Dismissing an employee with a disability can seem risky but is not always unfair, even where the reason for dismissal is impacted by the disability.
The EAT has recently upheld a Tribunal’s findings that an employee’s dismissal was justified in a case where disability potentially impacted the behaviour for which she was dismissed. In Morgan v Buckinghamshire Council, the employee was a Supervising Social Worker. She was disabled with conditions including autism and dyslexia. She gave a child presents without prior authorisation, contrary to the employer’s code of conduct. She also included inappropriate case notes on the child’s file and failed to follow management instructions. The Local Authority Designated Officer said they didn’t need to get involved as the child was not harmed, but said the matter warranted investigation. The employee was disciplined and dismissed because the employer did not trust that she would comply with the code of conduct in future. The dismissing officer did not believe her autism affected her conduct. On appeal, the appeals officer requested an occupational health report to assess the likelihood of future breaches and potential preventative measures. The employee refused to cooperate. The dismissal was upheld.

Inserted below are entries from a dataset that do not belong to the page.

//! Error taxonomy shared by the verifier, authorizer, stores, and tool wrapper.

// self
use crate::{_prelude::*, auth::ServiceId};

/// Crate-wide result type alias returning [`Error`] by default.
pub type Result<T, E = Error> = std::result::Result<T, E>;

type BoxError = Box<dyn std::error::Error + Send + Sync>;

/// Canonical error exposed by public APIs.
///
/// Consent being required is not represented here; see
/// [`TokenGrant::ConsentRequired`](crate::flows::TokenGrant::ConsentRequired).
#[derive(Debug, ThisError)]
pub enum Error {
	/// Inbound bearer token was rejected.
	#[error(transparent)]
	Auth(#[from] AuthError),
	/// Storage-layer failure.
	#[error("{0}")]
	Storage(
		#[from]
		#[source]
		crate::store::StoreError,
	),
	/// Local configuration problem.
	#[error(transparent)]
	Config(#[from] ConfigError),
	/// Temporary upstream failure; retry with backoff.
	#[error(transparent)]
	Transient(#[from] TransientError),
	/// Transport failure (DNS, TCP, TLS).
	#[error(transparent)]
	Transport(#[from] TransportError),

	/// The consent `state` is unknown or its pending consent timed out.
	#[error("Consent request is unknown or has expired.")]
	ConsentExpired,
	/// Token endpoint rejected the authorization code, or the code was already redeemed.
	#[error("Authorization code exchange failed: {reason}.")]
	ExchangeFailed {
		/// Provider- or bridge-supplied reason string.
		reason: String,
	},
	/// Token endpoint rejected the refresh token.
	#[error("Refresh failed: {reason}.")]
	RefreshFailed {
		/// Provider- or bridge-supplied reason string.
		reason: String,
	},
	/// Client authentication against the token endpoint failed.
	#[error("Client authentication failed: {reason}.")]
	InvalidClient {
		/// Provider-supplied reason string.
		reason: String,
	},
	/// Provider refused the requested scopes.
	#[error("Requested scopes were refused: {reason}.")]
	InsufficientScope {
		/// Provider-supplied reason string.
		reason: String,
	},
	/// No descriptor is registered for the service.
	#[error("Service `{service}` is not registered.")]
	UnknownService {
		/// Requested service identifier.
		service: ServiceId,
	},
}
impl Error {
	/// Whether the failure invalidates the stored grant and calls for a new consent flow.
	pub fn requires_consent(&self) -> bool {
		matches!(self, Self::RefreshFailed { .. } | Self::ExchangeFailed { .. })
	}
}

/// Inbound verification failure kinds.
///
/// Every kind renders the same message so responses cannot be used to probe which check
/// failed; match on the variant to distinguish them in code.
#[derive(Clone, Copy, Debug, PartialEq, Eq, Hash, ThisError)]
pub enum AuthError {
	/// Token is not a well-formed JWT or lacks a required claim.
	#[error("Bearer token rejected.")]
	Malformed,
	/// Signature does not verify against any key published by the issuer.
	#[error("Bearer token rejected.")]
	InvalidSignature,
	/// `exp` has passed.
	#[error("Bearer token rejected.")]
	Expired,
	/// `nbf` lies in the future.
	#[error("Bearer token rejected.")]
	NotYetValid,
	/// Neither `aud` nor `client_id` matches the expected audience.
	#[error("Bearer token rejected.")]
	AudienceMismatch,
	/// `iss` is not the configured issuer.
	#[error("Bearer token rejected.")]
	IssuerUnknown,
}
impl AuthError {
	/// Stable label for logs and metrics.
	pub const fn as_str(self) -> &'static str {
		match self {
			Self::Malformed => "malformed",
			Self::InvalidSignature => "invalid_signature",
			Self::Expired => "expired",
			Self::NotYetValid => "not_yet_valid",
			Self::AudienceMismatch => "audience_mismatch",
			Self::IssuerUnknown => "issuer_unknown",
		}
	}
}

/// Configuration and validation failures.
#[derive(Debug, ThisError)]
pub enum ConfigError {
	/// HTTP client could not be constructed.
	#[error("HTTP client could not be constructed.")]
	HttpClientBuild {
		/// Underlying transport builder failure.
		#[source]
		source: BoxError,
	},
	/// HTTP request construction failed.
	#[error(transparent)]
	HttpRequest(#[from] oauth2::http::Error),
	/// A configured URL could not be parsed or extended.
	#[error("A configured URL is invalid.")]
	InvalidUrl {
		/// Underlying parsing failure.
		#[source]
		source: oauth2::url::ParseError,
	},
	/// Descriptor failed validation.
	#[error(transparent)]
	Descriptor(#[from] crate::service::ServiceDescriptorError),
	/// Configuration document could not be read.
	#[error("Failed to read configuration from {path}.")]
	Read {
		/// Path that failed to load.
		path: String,
		/// Underlying IO failure.
		#[source]
		source: std::io::Error,
	},
	/// Configuration document could not be parsed.
	#[error("Configuration is invalid at `{path}`.")]
	Parse {
		/// JSON path of the offending field.
		path: String,
		/// Underlying parsing failure.
		#[source]
		source: serde_json::Error,
	},
	/// Descriptor does not enable the requested grant.
	#[error("Service `{service}` does not enable the {grant} grant.")]
	UnsupportedGrant {
		/// Service identifier string.
		service: String,
		/// Disabled grant label.
		grant: &'static str,
	},
	/// Scopes cannot be normalized.
	#[error("Requested scopes are invalid.")]
	InvalidScope(#[from] crate::auth::ScopeValidationError),
	/// Identifier failed validation.
	#[error(transparent)]
	InvalidIdentifier(#[from] crate::auth::IdentifierError),
	/// Credential builder validation failed.
	#[error("Unable to build service credential.")]
	CredentialBuild(#[from] crate::auth::CredentialBuilderError),
	/// Token endpoint response omitted `expires_in`.
	#[error("Token endpoint response is missing expires_in.")]
	MissingExpiresIn,
	/// Token endpoint returned an excessively large `expires_in`.
	#[error("The expires_in value exceeds the supported range.")]
	ExpiresInOutOfRange,
	/// Token endpoint returned a non-positive duration.
	#[error("The expires_in value must be positive.")]
	NonPositiveExpiresIn,
	/// The configured JWT algorithm list is empty.
	#[error("At least one JWT signing algorithm must be allowed.")]
	NoAllowedAlgorithms,
}
impl ConfigError {
	/// Wraps a transport's builder failure.
	pub fn http_client_build(src: impl 'static + Send + Sync + std::error::Error) -> Self {
		Self::HttpClientBuild { source: Box::new(src) }
	}
}
#[cfg(feature = "reqwest")]
impl From<ReqwestError> for ConfigError {
	fn from(e: ReqwestError) -> Self {
		Self::http_client_build(e)
	}
}

/// Temporary failure variants (safe to retry).
#[derive(Debug, ThisError)]
pub enum TransientError {
	/// Upstream returned an unexpected but non-fatal response.
	#[error("{endpoint} returned an unexpected response: {message}.")]
	Upstream {
		/// Which upstream endpoint failed (token endpoint, JWKS, discovery).
		endpoint: &'static str,
		/// Summary of the failure.
		message: String,
		/// HTTP status code, when available.
		status: Option<u16>,
		/// Retry-After hint from upstream, if supplied.
		retry_after: Option<Duration>,
	},
	/// Upstream responded with JSON that could not be parsed.
	#[error("{endpoint} returned malformed JSON.")]
	ResponseParse {
		/// Which upstream endpoint failed.
		endpoint: &'static str,
		/// Structured parsing failure.
		#[source]
		source: serde_path_to_error::Error<serde_json::error::Error>,
		/// HTTP status code, when available.
		status: Option<u16>,
	},
}
impl TransientError {
	/// Builds an [`TransientError::Upstream`] for the token endpoint.
	pub fn token_endpoint(
		message: impl Into<String>,
		status: Option<u16>,
		retry_after: Option<Duration>,
	) -> Self {
		Self::Upstream { endpoint: "Token endpoint", message: message.into(), status, retry_after }
	}
}

/// Transport-level failures (network, IO).
#[derive(Debug, ThisError)]
pub enum TransportError {
	/// Underlying HTTP client reported a network failure.
	#[error("Network error occurred while calling an upstream endpoint.")]
	Network {
		/// Transport-specific network error.
		#[source]
		source: BoxError,
	},
	/// Underlying IO failure surfaced during transport.
	#[error("I/O error occurred while calling an upstream endpoint.")]
	Io(#[from] std::io::Error),
}
impl TransportError {
	/// Wraps a transport-specific network error.
	pub fn network(src: impl 'static + Send + Sync + std::error::Error) -> Self {
		Self::Network { source: Box::new(src) }
	}
}
#[cfg(feature = "reqwest")]
impl From<ReqwestError> for TransportError {
	fn from(e: ReqwestError) -> Self {
		Self::network(e)
	}
}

The employee brought claims for unfair dismissal and discrimination arising from disability. The Tribunal said the dismissal was both fair and justified as a proportionate way of achieving a legitimate aim. They found as fact that the employee knew she needed to get permission to give gifts but did not do so. She should have known from the disciplinary policy that she could have been dismissed for doing so. Although another employee had been given a final written warning for unauthorised gifts, the sustained treatment of the child in question meant that the cases were not truly comparable. Dismissal in this case was reasonable. The Tribunal said that, if the employee were not disabled and had accepted responsibility completely, dismissal may have been outside the range of reasonable responses. Dismissal was a proportionate way of achieving a legitimate business aim for the same reasons, so the discrimination claim failed. The employee appealed.
The EAT upheld the Tribunal’s decision. Due to the employee’s failure to cooperate, the employer had to decide the dismissal appeal without the benefit of potentially helpful medical advice. The Tribunal had correctly weighed up whether retaining the employee with a warning would have achieved the employer’s legitimate aim of ensuring future compliance with the code of conduct. One of the grounds for appeal was that the employee had been penalised for her disability because she had not fully accepted responsibility for her actions, something which she said were due to her autism. The EAT said the Tribunal wasn’t penalising the employee, simply stating how her position affected the options available to the employer going forward (in the absence of medical evidence) and its need to ensure matters were not repeated. It was a fact that the employee had struggled to acknowledge the seriousness of her conduct or that the employer had a valid point to make.
This case shows that disability related conduct can justify dismissal in some cases. Here, the employer needed to ensure future compliance with their code of conduct. The employee’s failure to engage in the occupational health process was key to losing her case. In the absence of any acknowledgement of the issue, and a guarantee it would not happen again, or medical evidence to help with how to manage the issue in future in terms of the employee’s disabilities, the only way the employer could guarantee compliance was by dismissing the employee. They had considered other jobs but concluded that they too would require the same compliance which could not be guaranteed. Employers must always follow a fair process. In disability cases, medical evidence at the point of dismissal is essential.